Give again, exactly as written, each line of the material below starting at the line that contains "scores together with" and ending at the line that contains "The range covering". Both ends count, and no other line does.

+ + + + + + +

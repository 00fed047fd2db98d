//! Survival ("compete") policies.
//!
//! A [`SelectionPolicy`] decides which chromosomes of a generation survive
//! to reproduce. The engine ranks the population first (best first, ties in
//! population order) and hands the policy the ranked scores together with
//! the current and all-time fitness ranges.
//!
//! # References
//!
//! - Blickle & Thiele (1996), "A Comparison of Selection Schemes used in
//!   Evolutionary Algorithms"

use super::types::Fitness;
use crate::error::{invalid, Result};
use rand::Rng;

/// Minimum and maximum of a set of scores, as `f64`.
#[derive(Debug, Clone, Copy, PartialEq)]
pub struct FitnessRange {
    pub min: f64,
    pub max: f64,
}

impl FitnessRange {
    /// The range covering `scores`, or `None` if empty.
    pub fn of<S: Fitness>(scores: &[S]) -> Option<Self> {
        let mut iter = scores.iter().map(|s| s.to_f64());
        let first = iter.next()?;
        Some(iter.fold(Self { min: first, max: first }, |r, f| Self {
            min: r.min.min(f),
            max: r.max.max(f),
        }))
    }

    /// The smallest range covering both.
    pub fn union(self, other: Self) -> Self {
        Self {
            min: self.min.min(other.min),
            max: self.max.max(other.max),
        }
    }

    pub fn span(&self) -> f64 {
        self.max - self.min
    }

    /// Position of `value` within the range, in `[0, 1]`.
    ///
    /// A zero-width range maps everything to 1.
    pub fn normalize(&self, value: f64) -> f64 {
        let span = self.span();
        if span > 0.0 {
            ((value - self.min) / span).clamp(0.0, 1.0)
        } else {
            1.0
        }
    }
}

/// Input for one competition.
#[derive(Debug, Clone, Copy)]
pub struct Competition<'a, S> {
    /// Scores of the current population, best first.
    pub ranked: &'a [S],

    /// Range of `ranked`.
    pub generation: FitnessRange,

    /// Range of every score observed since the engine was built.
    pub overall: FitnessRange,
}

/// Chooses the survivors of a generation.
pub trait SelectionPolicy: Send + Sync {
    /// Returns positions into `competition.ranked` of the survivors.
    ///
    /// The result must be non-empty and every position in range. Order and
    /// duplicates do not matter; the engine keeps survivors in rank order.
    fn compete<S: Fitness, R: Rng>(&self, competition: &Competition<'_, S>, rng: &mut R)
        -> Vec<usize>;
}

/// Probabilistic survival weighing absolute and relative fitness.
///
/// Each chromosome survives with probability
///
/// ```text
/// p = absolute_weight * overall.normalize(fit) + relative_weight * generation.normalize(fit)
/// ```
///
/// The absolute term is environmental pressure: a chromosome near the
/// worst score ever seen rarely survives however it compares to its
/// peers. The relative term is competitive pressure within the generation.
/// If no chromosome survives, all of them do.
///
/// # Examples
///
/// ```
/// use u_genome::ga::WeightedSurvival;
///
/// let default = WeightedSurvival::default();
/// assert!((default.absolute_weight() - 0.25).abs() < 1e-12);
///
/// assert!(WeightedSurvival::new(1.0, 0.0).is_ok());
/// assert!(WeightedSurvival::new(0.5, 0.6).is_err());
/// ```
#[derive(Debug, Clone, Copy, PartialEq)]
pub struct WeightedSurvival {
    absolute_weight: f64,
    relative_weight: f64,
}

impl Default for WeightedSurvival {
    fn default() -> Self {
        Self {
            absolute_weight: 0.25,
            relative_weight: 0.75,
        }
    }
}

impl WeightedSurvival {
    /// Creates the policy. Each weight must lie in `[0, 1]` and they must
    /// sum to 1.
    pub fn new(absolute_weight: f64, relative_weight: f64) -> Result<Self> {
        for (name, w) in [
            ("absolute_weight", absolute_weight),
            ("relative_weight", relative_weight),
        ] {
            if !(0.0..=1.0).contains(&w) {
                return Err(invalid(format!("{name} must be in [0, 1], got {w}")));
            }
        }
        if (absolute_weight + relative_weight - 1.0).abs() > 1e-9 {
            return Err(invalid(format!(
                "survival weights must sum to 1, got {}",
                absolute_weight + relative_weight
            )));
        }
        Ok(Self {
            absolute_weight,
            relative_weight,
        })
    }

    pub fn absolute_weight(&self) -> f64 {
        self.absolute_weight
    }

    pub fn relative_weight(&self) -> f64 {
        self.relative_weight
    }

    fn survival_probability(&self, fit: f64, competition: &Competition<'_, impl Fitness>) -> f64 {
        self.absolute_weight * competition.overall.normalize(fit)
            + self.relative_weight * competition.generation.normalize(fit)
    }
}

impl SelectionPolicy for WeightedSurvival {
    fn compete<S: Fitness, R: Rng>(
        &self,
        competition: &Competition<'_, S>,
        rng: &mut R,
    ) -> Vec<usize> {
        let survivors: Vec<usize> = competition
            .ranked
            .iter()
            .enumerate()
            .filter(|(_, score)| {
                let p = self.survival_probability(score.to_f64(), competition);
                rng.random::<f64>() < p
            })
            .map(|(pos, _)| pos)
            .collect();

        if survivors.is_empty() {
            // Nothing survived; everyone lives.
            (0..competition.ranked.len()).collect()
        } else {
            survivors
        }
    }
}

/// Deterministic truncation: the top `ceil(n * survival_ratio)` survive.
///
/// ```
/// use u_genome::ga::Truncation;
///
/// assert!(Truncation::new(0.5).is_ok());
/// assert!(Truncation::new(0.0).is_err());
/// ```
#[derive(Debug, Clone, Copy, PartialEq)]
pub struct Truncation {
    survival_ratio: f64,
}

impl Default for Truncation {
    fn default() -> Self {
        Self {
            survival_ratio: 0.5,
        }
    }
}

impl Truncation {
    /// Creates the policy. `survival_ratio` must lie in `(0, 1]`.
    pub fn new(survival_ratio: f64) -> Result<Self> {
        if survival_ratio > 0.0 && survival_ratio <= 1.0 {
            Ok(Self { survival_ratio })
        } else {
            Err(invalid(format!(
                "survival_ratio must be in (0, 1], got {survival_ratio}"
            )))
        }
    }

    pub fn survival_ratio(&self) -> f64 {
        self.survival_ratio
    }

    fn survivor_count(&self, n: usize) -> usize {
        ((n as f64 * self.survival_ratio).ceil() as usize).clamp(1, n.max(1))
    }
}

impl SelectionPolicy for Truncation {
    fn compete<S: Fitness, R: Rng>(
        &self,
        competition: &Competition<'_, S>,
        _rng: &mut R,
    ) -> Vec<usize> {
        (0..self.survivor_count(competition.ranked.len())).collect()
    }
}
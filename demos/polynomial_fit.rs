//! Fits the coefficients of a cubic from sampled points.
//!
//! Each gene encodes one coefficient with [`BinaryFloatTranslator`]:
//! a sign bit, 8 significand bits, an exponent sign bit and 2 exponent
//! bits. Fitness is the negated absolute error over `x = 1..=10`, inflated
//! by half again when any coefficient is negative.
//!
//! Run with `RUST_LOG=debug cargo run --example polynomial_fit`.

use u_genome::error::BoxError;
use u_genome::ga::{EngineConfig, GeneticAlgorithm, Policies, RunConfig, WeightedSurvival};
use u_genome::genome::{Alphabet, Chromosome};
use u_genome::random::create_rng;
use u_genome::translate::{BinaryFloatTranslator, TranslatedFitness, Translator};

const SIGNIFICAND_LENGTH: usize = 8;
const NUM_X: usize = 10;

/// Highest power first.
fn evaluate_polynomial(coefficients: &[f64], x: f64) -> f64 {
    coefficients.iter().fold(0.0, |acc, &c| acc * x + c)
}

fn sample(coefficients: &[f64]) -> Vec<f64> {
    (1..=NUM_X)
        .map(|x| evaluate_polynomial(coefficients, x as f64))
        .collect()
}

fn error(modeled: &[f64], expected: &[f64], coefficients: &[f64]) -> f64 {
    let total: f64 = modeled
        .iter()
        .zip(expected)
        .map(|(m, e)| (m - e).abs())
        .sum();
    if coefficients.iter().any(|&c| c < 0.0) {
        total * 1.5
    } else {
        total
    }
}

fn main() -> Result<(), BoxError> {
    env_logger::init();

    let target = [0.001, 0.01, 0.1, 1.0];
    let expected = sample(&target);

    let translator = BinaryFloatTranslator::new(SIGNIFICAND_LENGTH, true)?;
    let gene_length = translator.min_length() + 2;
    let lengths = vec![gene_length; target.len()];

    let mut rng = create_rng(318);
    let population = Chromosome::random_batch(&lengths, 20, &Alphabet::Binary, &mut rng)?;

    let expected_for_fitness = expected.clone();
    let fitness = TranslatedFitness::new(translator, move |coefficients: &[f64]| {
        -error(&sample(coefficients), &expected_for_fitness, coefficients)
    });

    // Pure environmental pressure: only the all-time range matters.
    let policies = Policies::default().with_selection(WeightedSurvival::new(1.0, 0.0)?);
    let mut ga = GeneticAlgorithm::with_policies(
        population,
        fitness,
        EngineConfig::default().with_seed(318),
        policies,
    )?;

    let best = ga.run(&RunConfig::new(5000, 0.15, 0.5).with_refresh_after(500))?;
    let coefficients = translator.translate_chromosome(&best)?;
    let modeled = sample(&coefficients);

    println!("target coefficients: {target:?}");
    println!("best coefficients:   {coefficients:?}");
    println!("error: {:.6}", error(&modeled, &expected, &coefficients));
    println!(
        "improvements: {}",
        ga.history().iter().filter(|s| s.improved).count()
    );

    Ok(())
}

+ + + + + + +

• Result of the exercise:
//! population order) and hands the policy the ranked scores together with
//! the current and all-time fitness ranges.
//!
//! # References
//!
//! - Blickle & Thiele (1996), "A Comparison of Selection Schemes used in
//!   Evolutionary Algorithms"

use super::types::Fitness;
use crate::error::{invalid, Result};
use rand::Rng;

/// Minimum and maximum of a set of scores, as `f64`.
#[derive(Debug, Clone, Copy, PartialEq)]
pub struct FitnessRange {
    pub min: f64,
    pub max: f64,
}

impl FitnessRange {
    /// The range covering `scores`, or `None` if empty.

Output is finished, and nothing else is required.